Salt Lake City Council District 1 — Rose Park/Fair Park/Airport
David C. Atkin, davidcatkin.com
Atkin’s Facebook wall is riddled with anti-immigrant, pro-Trump, anti-Hillary memes. His website states that he would like to empower Salt Lake City police with the ability to question minorities to see if they are in the country legally. He wants to remove funding for homeless shelters.
James Rogers, jamesmrogers.com
Rogers is the current District 1 city councilman, serving his first term. He voted in favor of designating a section of 900 South to be called Harvey Milk Boulevard, and he was the only councilperson to vote in favor of Jim Dabakis to be the Salt Lake City representative on the UTA Board.
Arnold M. Jones
Jones works at the Salt Lake City Aging Services Department as a driver. We can find no information on his campaign.
Salt Lake City Council District 3 — Avenues/Downtown/Federal Heights
As the current councilman, Stan Penfold, is not seeking re-election, a long list of candidates have entered the race to replace him.
Christopher Wharton, votechriswharton.com, facebook.com/ChrisWhartonforSLCCouncil
An attorney whose firm focuses on family law and LGBTQ equality, Wharton has experience in public service, serving two terms on the Salt Lake City Human Rights Commission and on the Utah Pride Center’s board of directors. Among the lower Avenues residents key issues: affordable housing, preserving the character of historic neighborhoods and expanding the city’s environmental initiatives.
Garbett is a contractor, real estate broker and screenwriter who just finished film school. His foremost priorities are public safety and homelessness, he said, followed by a desire to make the city affordable for families and to improve its air quality.

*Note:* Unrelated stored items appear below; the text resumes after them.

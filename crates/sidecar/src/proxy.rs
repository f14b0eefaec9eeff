//! Proxy bootstrap: runtime configuration and listener-to-persona wiring.
//!
//! ```text
//! workload ──redirect──► internal ──► Outbound ══preamble══► peer external(-tls) ──► Inbound ──► destination
//! ```
//!
//! Each listener runs its own accept loop task; each accepted connection gets
//! its own session task. The only state shared between sessions is the
//! read-only [`ProxyConfig`].

use std::fmt;
use std::net::{IpAddr, Ipv4Addr, Ipv6Addr, SocketAddr};
use std::sync::Arc;
use std::time::Duration;

use anyhow::{Context, Result};
use tokio::net::{lookup_host, TcpListener};
use tokio::task::JoinHandle;
use tokio_util::sync::CancellationToken;
use tracing::info;

use crate::certs::Certificates;
use crate::config::Config;
use crate::dialer::{Dialer, TcpDialer};
use crate::listener::{self, Role};
use crate::original_dst::OriginalDestination;
use crate::session::{self, Inbound, Outbound};
use crate::tls::TlsPolicy;

/// Immutable runtime configuration shared by every listener and session.
pub struct ProxyConfig {
    /// Resolved bind address of the internal listener.
    pub bind_ip: IpAddr,
    pub internal_port: u16,
    pub external_port: u16,
    pub external_tls_port: u16,
    /// Next-hop override; when unset the destination's own address is used.
    pub cluster_address: Option<String>,
    /// Bound on upstream dials and TLS handshakes.
    pub dial_timeout: Duration,
    /// Skip the internal listener.
    pub gateway_mode: bool,
    /// Present iff certificates were loaded.
    pub tls: Option<TlsPolicy>,
}

/// Address and port of the sidecar an outbound session dials.
#[derive(Debug, Clone, PartialEq, Eq)]
pub struct NextHop {
    pub host: String,
    pub port: u16,
}

impl fmt::Display for NextHop {
    fn fmt(&self, f: &mut fmt::Formatter<'_>) -> fmt::Result {
        if self.host.parse::<Ipv6Addr>().is_ok() {
            write!(f, "[{}]:{}", self.host, self.port)
        } else {
            write!(f, "{}:{}", self.host, self.port)
        }
    }
}

impl ProxyConfig {
    /// Build the runtime configuration, resolving the bind address and
    /// constructing the TLS policy when `certs` is present.
    ///
    /// # Errors
    ///
    /// Returns an error if the bind address does not resolve or the
    /// certificate material is malformed.
    pub async fn build(cfg: &Config, certs: Option<&Certificates>) -> Result<Self> {
        let bind_ip = resolve_bind_ip(&cfg.bind_address).await?;
        let tls = certs
            .map(|c| TlsPolicy::from_certificates(c, cfg.tls_server_name()))
            .transpose()
            .context("failed to build TLS policy from mesh certificates")?;

        Ok(Self {
            bind_ip,
            internal_port: cfg.internal_port,
            external_port: cfg.external_port,
            external_tls_port: cfg.external_tls_port,
            cluster_address: cfg.next_hop_override().map(str::to_owned),
            dial_timeout: cfg.dial_timeout(),
            gateway_mode: cfg.gateway_mode,
            tls,
        })
    }

    /// Address of this proxy's internal listener.
    pub fn internal_addr(&self) -> SocketAddr {
        SocketAddr::new(self.bind_ip, self.internal_port)
    }

    /// Where an outbound session for `dest` connects: the TLS port when
    /// certificates are loaded, the plaintext port otherwise, on the override
    /// host or else the destination's own address.
    pub fn next_hop(&self, dest: &OriginalDestination) -> NextHop {
        let host = match &self.cluster_address {
            Some(addr) => addr.clone(),
            None => dest.ip.to_string(),
        };
        let port = if self.tls.is_some() {
            self.external_tls_port
        } else {
            self.external_port
        };
        NextHop { host, port }
    }
}

async fn resolve_bind_ip(bind_address: &str) -> Result<IpAddr> {
    if let Ok(ip) = bind_address.parse::<IpAddr>() {
        return Ok(ip);
    }
    let resolved = lookup_host((bind_address, 0))
        .await
        .with_context(|| format!("failed to resolve BIND_ADDRESS {bind_address:?}"))?
        .map(|a| a.ip())
        .min_by_key(|ip| ip.is_ipv6())
        .with_context(|| format!("BIND_ADDRESS {bind_address:?} resolved to no addresses"))?;
    Ok(resolved)
}

/// Bind every enabled listener and serve until `shutdown` is cancelled.
///
/// # Errors
///
/// Returns an error if any listener cannot be bound.
pub async fn run(cfg: Arc<ProxyConfig>, shutdown: CancellationToken) -> Result<()> {
    let dialer: Arc<dyn Dialer> = Arc::new(TcpDialer::new(cfg.dial_timeout));
    let any = IpAddr::V4(Ipv4Addr::UNSPECIFIED);
    let mut loops = Vec::new();

    if cfg.gateway_mode {
        info!("gateway mode: internal listener disabled");
    } else {
        let listener = listener::bind(Role::Internal, cfg.internal_addr()).await?;
        let outbound = Arc::new(Outbound::new(cfg.clone(), dialer.clone()));
        loops.push(serve_internal(listener, outbound, shutdown.clone()));
    }

    let inbound = Arc::new(Inbound::new(cfg.clone(), dialer));

    let listener = listener::bind(Role::External, SocketAddr::new(any, cfg.external_port)).await?;
    loops.push(serve_external(listener, inbound.clone(), shutdown.clone()));

    if let Some(tls) = &cfg.tls {
        let addr = SocketAddr::new(any, cfg.external_tls_port);
        let listener = listener::bind(Role::ExternalTls, addr).await?;
        loops.push(serve_external_tls(
            listener,
            inbound,
            tls.clone(),
            cfg.dial_timeout,
            shutdown.clone(),
        ));
    }

    for handle in loops {
        handle.await.context("accept loop panicked")?;
    }
    Ok(())
}

/// Internal role: each connection goes to the outbound persona.
pub fn serve_internal(
    listener: TcpListener,
    outbound: Arc<Outbound>,
    shutdown: CancellationToken,
) -> JoinHandle<()> {
    tokio::spawn(listener::accept_loop(
        Role::Internal,
        listener,
        shutdown,
        move |stream, peer| {
            let outbound = outbound.clone();
            session::spawn(Role::Internal, peer, async move { outbound.handle(stream).await });
        },
    ))
}

/// External plaintext role: each connection goes to the inbound persona.
pub fn serve_external(
    listener: TcpListener,
    inbound: Arc<Inbound>,
    shutdown: CancellationToken,
) -> JoinHandle<()> {
    tokio::spawn(listener::accept_loop(
        Role::External,
        listener,
        shutdown,
        move |stream, peer| {
            let inbound = inbound.clone();
            session::spawn(Role::External, peer, async move { inbound.handle(stream).await });
        },
    ))
}

/// External TLS role: the TLS handshake runs first, then the inbound persona
/// sees the decrypted stream. Refused handshakes never reach the persona.
pub fn serve_external_tls(
    listener: TcpListener,
    inbound: Arc<Inbound>,
    tls: TlsPolicy,
    handshake_timeout: Duration,
    shutdown: CancellationToken,
) -> JoinHandle<()> {
    tokio::spawn(listener::accept_loop(
        Role::ExternalTls,
        listener,
        shutdown,
        move |stream, peer| {
            let inbound = inbound.clone();
            let tls = tls.clone();
            session::spawn(Role::ExternalTls, peer, async move {
                let stream = tls.accept(stream, handshake_timeout).await?;
                inbound.handle(stream).await
            });
        },
    ))
}

#[cfg(test)]
mod tests {
    use super::*;
    use crate::config::test_config;
    use crate::test_support::{echo_server, proxy_config, TestPki};
    use common::protocol::{self, RENDEZVOUS_BYTE};
    use rustls::pki_types::ServerName;
    use tokio::io::{duplex, AsyncReadExt, AsyncWriteExt};
    use tokio::net::TcpStream;
    use tokio::time::timeout;
    use tokio_rustls::TlsConnector;

    const WAIT: Duration = Duration::from_secs(5);

    fn dest(ip: [u8; 4], port: u16) -> OriginalDestination {
        OriginalDestination {
            ip: Ipv4Addr::from(ip),
            port,
        }
    }

    #[tokio::test]
    async fn build_resolves_bind_hostname() {
        let cfg = Config {
            bind_address: "localhost".into(),
            ..test_config()
        };
        let proxy = ProxyConfig::build(&cfg, None).await.unwrap();
        assert!(proxy.bind_ip.is_loopback());
        assert!(proxy.tls.is_none());
        assert_eq!(proxy.dial_timeout, Duration::from_secs(5));
    }

    #[tokio::test]
    async fn build_rejects_malformed_certificates() {
        let certs = Certificates {
            ca: b"x".to_vec(),
            cert: b"y".to_vec(),
            key: b"z".to_vec(),
        };
        assert!(ProxyConfig::build(&test_config(), Some(&certs)).await.is_err());
    }

    #[test]
    fn internal_addr_formats_as_preamble() {
        let cfg = proxy_config(18001, None);
        assert_eq!(cfg.internal_addr().to_string(), "127.0.0.1:18000");
    }

    #[test]
    fn next_hop_is_destination_sidecar_by_default() {
        let cfg = proxy_config(18001, None);
        let hop = cfg.next_hop(&dest([10, 0, 0, 5], 8080));
        assert_eq!(hop.to_string(), "10.0.0.5:18001");
    }

    #[test]
    fn next_hop_honours_override() {
        let mut cfg = proxy_config(18001, None);
        cfg.cluster_address = Some("node-a".into());
        assert_eq!(cfg.next_hop(&dest([10, 0, 0, 5], 8080)).to_string(), "node-a:18001");
    }

    #[test]
    fn ipv6_override_renders_as_socket_address() {
        let mut cfg = proxy_config(18001, None);
        cfg.cluster_address = Some("fd00::1".into());
        let hop = cfg.next_hop(&dest([10, 0, 0, 5], 8080));

        assert_eq!(hop.host, "fd00::1");
        assert_eq!(hop.to_string(), "[fd00::1]:18001");
        assert!(hop.to_string().parse::<SocketAddr>().is_ok());
    }

    #[test]
    fn next_hop_uses_tls_port_with_certificates() {
        let pki = TestPki::new();
        let tls = TlsPolicy::from_certificates(&pki.bundle(), None).unwrap();
        let mut cfg = proxy_config(18001, Some(tls));
        assert_eq!(cfg.next_hop(&dest([10, 0, 0, 5], 8080)).port, 18443);

        cfg.cluster_address = Some("10.9.9.9".into());
        assert_eq!(cfg.next_hop(&dest([10, 0, 0, 5], 8080)).to_string(), "10.9.9.9:18443");
    }

    #[tokio::test]
    async fn plaintext_hop_between_two_personas() {
        let echo = echo_server().await;
        let shutdown = CancellationToken::new();

        let external = TcpListener::bind("127.0.0.1:0").await.unwrap();
        let mut cfg = proxy_config(external.local_addr().unwrap().port(), None);
        cfg.cluster_address = Some("127.0.0.1".into());
        let cfg = Arc::new(cfg);
        let dialer: Arc<dyn Dialer> = Arc::new(TcpDialer::new(WAIT));

        let inbound = Arc::new(Inbound::new(cfg.clone(), dialer.clone()));
        let accept = serve_external(external, inbound, shutdown.clone());

        let outbound = Outbound::new(cfg, dialer);
        let (mut workload, proxy_side) = duplex(1024);
        let echo_ip = match echo.ip() {
            IpAddr::V4(v4) => v4.octets(),
            IpAddr::V6(_) => unreachable!("echo server binds IPv4"),
        };
        let session = tokio::spawn(async move {
            outbound.forward(proxy_side, dest(echo_ip, echo.port())).await
        });

        workload.write_all(b"GET / HTTP/1.1\r\n\r\n").await.unwrap();
        let mut echoed = [0u8; 18];
        timeout(WAIT, workload.read_exact(&mut echoed)).await.unwrap().unwrap();
        assert_eq!(&echoed, b"GET / HTTP/1.1\r\n\r\n");

        drop(workload);
        timeout(WAIT, session).await.unwrap().unwrap().unwrap();

        shutdown.cancel();
        timeout(WAIT, accept).await.unwrap().unwrap();
    }

    #[tokio::test]
    async fn tls_listener_relays_peer_without_client_certificate() {
        let pki = TestPki::new();
        let tls = TlsPolicy::from_certificates(&pki.bundle(), None).unwrap();
        let echo = echo_server().await;
        let shutdown = CancellationToken::new();

        let external = TcpListener::bind("127.0.0.1:0").await.unwrap();
        let addr = external.local_addr().unwrap();
        let cfg = Arc::new(proxy_config(18001, Some(tls.clone())));
        let dialer: Arc<dyn Dialer> = Arc::new(TcpDialer::new(WAIT));
        let inbound = Arc::new(Inbound::new(cfg, dialer));
        let accept = serve_external_tls(external, inbound, tls, WAIT, shutdown.clone());

        let anonymous = TlsConnector::from(pki.anonymous_client_config());
        let tcp = TcpStream::connect(addr).await.unwrap();
        let name = ServerName::try_from("127.0.0.1").unwrap().to_owned();
        let mut peer = anonymous.connect(name, tcp).await.unwrap();

        protocol::write_preamble(&mut peer, &echo.to_string()).await.unwrap();
        let mut ack = [0u8; 1];
        timeout(WAIT, peer.read_exact(&mut ack)).await.unwrap().unwrap();
        assert_eq!(ack[0], RENDEZVOUS_BYTE);

        peer.write_all(b"sealed").await.unwrap();
        peer.flush().await.unwrap();
        let mut echoed = [0u8; 6];
        timeout(WAIT, peer.read_exact(&mut echoed)).await.unwrap().unwrap();
        assert_eq!(&echoed, b"sealed");

        shutdown.cancel();
        timeout(WAIT, accept).await.unwrap().unwrap();
    }

    #[tokio::test]
    async fn tls_hop_between_two_personas() {
        let pki = TestPki::new();
        let tls = TlsPolicy::from_certificates(&pki.bundle(), None).unwrap();
        let echo = echo_server().await;
        let shutdown = CancellationToken::new();

        let external = TcpListener::bind("127.0.0.1:0").await.unwrap();
        let mut cfg = proxy_config(18001, Some(tls.clone()));
        cfg.external_tls_port = external.local_addr().unwrap().port();
        cfg.cluster_address = Some("127.0.0.1".into());
        let cfg = Arc::new(cfg);
        let dialer: Arc<dyn Dialer> = Arc::new(TcpDialer::new(WAIT));

        let inbound = Arc::new(Inbound::new(cfg.clone(), dialer.clone()));
        let accept = serve_external_tls(external, inbound, tls, WAIT, shutdown.clone());

        let outbound = Outbound::new(cfg, dialer);
        let (mut workload, proxy_side) = duplex(1024);
        let echo_ip = match echo.ip() {
            IpAddr::V4(v4) => v4.octets(),
            IpAddr::V6(_) => unreachable!("echo server binds IPv4"),
        };
        let session = tokio::spawn(async move {
            outbound.forward(proxy_side, dest(echo_ip, echo.port())).await
        });

        workload.write_all(b"mtls").await.unwrap();
        let mut echoed = [0u8; 4];
        timeout(WAIT, workload.read_exact(&mut echoed)).await.unwrap().unwrap();
        assert_eq!(&echoed, b"mtls");

        drop(workload);
        timeout(WAIT, session).await.unwrap().unwrap().unwrap();
        shutdown.cancel();
        timeout(WAIT, accept).await.unwrap().unwrap();
    }

    #[tokio::test]
    async fn run_fails_when_external_port_is_taken() {
        let taken = TcpListener::bind("0.0.0.0:0").await.unwrap();
        let mut cfg = proxy_config(taken.local_addr().unwrap().port(), None);
        cfg.gateway_mode = true;

        let err = run(Arc::new(cfg), CancellationToken::new()).await.unwrap_err();
        assert!(err.to_string().contains("external"));
    }
}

Fukushima is an orthopedic surgeon who is president and CEO of Utah Orthopedic Specialists, and owner and medical director of the Brighton Medical Clinic. He was a founder of the Asian American Student Association at the University of Utah and says he represents the increased diversity of Avenues residents.
Laura Cushman, cushmanforcouncil.com, facebook.com/Cushman4Council
Cushman served as an intern in the San Francisco Mayor’s Office of Criminal Justice and as an advocate on behalf of disadvantaged children. A resident of the Avenues, Cushman said improvements to the city’s infrastructure would encourage more residents to walk or ride their bikes, and thereby improve its famously poor air quality.
Phil Carroll, Votephilcarroll.com
Carroll is the founder and president of Community Housing Services, which has 200 low-income units in Salt Lake City. He was also chair of the Greater Avenues Community Council for two terms, the annual Memory Grove Clean Up for 20 years and the Avenues Street Fair.